- Born: Ralebala Matome Mampeule 22 December 1979 (age 46) Mokwasele village, Modjadji, South Africa
- Education: Harvard University
- Occupation: Entrepreneur
- Known for: Real estate investor, founder and CEO of the African Housing and Infrastructure Fund (AHIF) and a member of Forbes Real Estate Council
- Board member of: African Housing and Infrastructure Fund, MetroFibre Networx (MFN), Global Surgery Foundation (GSF): Transitional High-Level Council, Mampeule Foundation, University of Johannesburg Research Centre
- Spouse: Makentse Mampeule
- Children: 2

= Rali Mampeule =

South African entrepreneur

Rali Mampeule is a South African entrepreneur and philanthropist. He is the founder of the African Housing and Infrastructure Fund (AHIF) and the founding donor of the Global Surgery Foundation (GSF).

Rali Mampeule was the first black South African to own a real estate agency in South Africa. He is also a member of Forbes Real Estate Council.

==Early life==
Rali Mampeule was born on 22 December 1979 in Mokwasele village, Modjadji and grew up in Daveyton township in Benoni, South Africa . He attended his secondary education at Rand Park High School then attained a Bachelor of Commerce degree from the University of South Africa then an Advanced Management Development Program (AMPD) in real estate from Harvard University .

==Career==
Rali started his career in 2001 as a street hawker selling boerewors rolls while studying a Bachelor of Commerce degree through UNISA. He then met estate agent Paul Everitt, son of Charles Everitt, the founder of Chas Everitt International property group, who then assisted him to start his career as a real estate agent assistant at Chas Everitt International Property Group in Brynston, Johannesburg later that year. In 2004, he acquired a Chas Everitt franchise in Midrand, making him the first black real estate top executive in South African history. Rali was a contributor to the South African Property Transformation Charter in 2006.
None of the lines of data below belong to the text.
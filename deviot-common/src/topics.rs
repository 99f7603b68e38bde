//! Publish/subscribe topic naming.
//!
//! Every gateway owns two topics, `/deviot/<owner>/<name>/data` for outbound
//! device state and `/deviot/<owner>/<name>/action` for inbound invocations.

use serde::{Deserialize, Serialize};

/// Leading namespace segment of every gateway topic.
pub const NAMESPACE: &str = "deviot";

/// Placeholder segment used when the gateway has no owner.
const EMPTY_OWNER: &str = "_";

/// Characters that would split a segment or act as a wildcard.
const RESERVED: [char; 4] = ['/', '@', '+', '#'];

/// Topic pair derived from a gateway's owner and name.
#[derive(Debug, Clone, PartialEq, Eq, Serialize, Deserialize)]
pub struct Topics {
    pub data: String,
    pub action: String,
}

impl Topics {
    /// Derive the topic pair. Deterministic in `(owner, name)`.
    pub fn derive(owner: &str, name: &str) -> Self {
        let owner = if owner.is_empty() {
            EMPTY_OWNER.to_string()
        } else {
            normalize_segment(owner)
        };
        let name = normalize_segment(name);

        Self {
            data: format!("/{}/{}/{}/data", NAMESPACE, owner, name),
            action: format!("/{}/{}/{}/action", NAMESPACE, owner, name),
        }
    }
}

/// Replace delimiter and wildcard characters with `_`.
pub fn normalize_segment(segment: &str) -> String {
    segment
        .chars()
        .map(|c| if RESERVED.contains(&c) { '_' } else { c })
        .collect()
}

#[cfg(test)]
mod tests {
    use super::*;

    #[test]
    fn test_derive_with_owner() {
        let topics = Topics::derive("alice@example.com", "home/hub");
        assert_eq!(topics.data, "/deviot/alice_example.com/home_hub/data");
        assert_eq!(topics.action, "/deviot/alice_example.com/home_hub/action");
    }

    #[test]
    fn test_empty_owner_maps_to_placeholder() {
        let topics = Topics::derive("", "hub");
        assert_eq!(topics.data, "/deviot/_/hub/data");
        assert_eq!(topics.action, "/deviot/_/hub/action");
    }

    #[test]
    fn test_wildcards_are_normalized() {
        assert_eq!(normalize_segment("a+b#c"), "a_b_c");
        assert_eq!(normalize_segment("plain-name_1"), "plain-name_1");
    }
}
Rali Mampeule founded South African Housing and Infrastructure Fund in 2019 to assist the South African government in addressing the country's housing deficit. The fund is currently valued at $1 Billion. He has sat at the Real Estate Industry Regulator the Estate Agents Affairs Board (EAAB). In 2019, Rali became the first South African to join the Forbes Real Estate Council. He was appointed chairman of the University of Johannesburg Research Center (SMaCT) in April 2022.

== Recognition ==
In 2005 Nedbank awarded Rali Mampeule with the Young Lion Award, and in 2006/2007 he was also awarded the Property Professional of the Year Award . In 2008 he was awarded the African Heritage Society (AHS) Emerging Entrepreneur of the Year.

In 2019 Rali was awarded the Socio-Economic Impact Award by the South African Institute of Black Property Practitioners (SAIBPP). In 2023, he was also recognized as a Business Leader in the Top 100 Property Leaders by the SAIBPP, then in the same year he was also awarded BBQ South African Community Builder of the Year Award.

Rali Mampeule is known for contributing to the real estate industry in South Africa through various initiatives, including his partnering with the University of Johannesburg to introduce the first earthquake resilient 3D-printed concrete homes in South Africa in 2023.

==Philanthropy==
Rali Mampeule together with Makentse Mampeule established The Mampeule Foundation in 2019. The organisation is a non-profit organisation in South Africa known to offer assistance in property education, global health, local community development, and bursaries for tertiary education.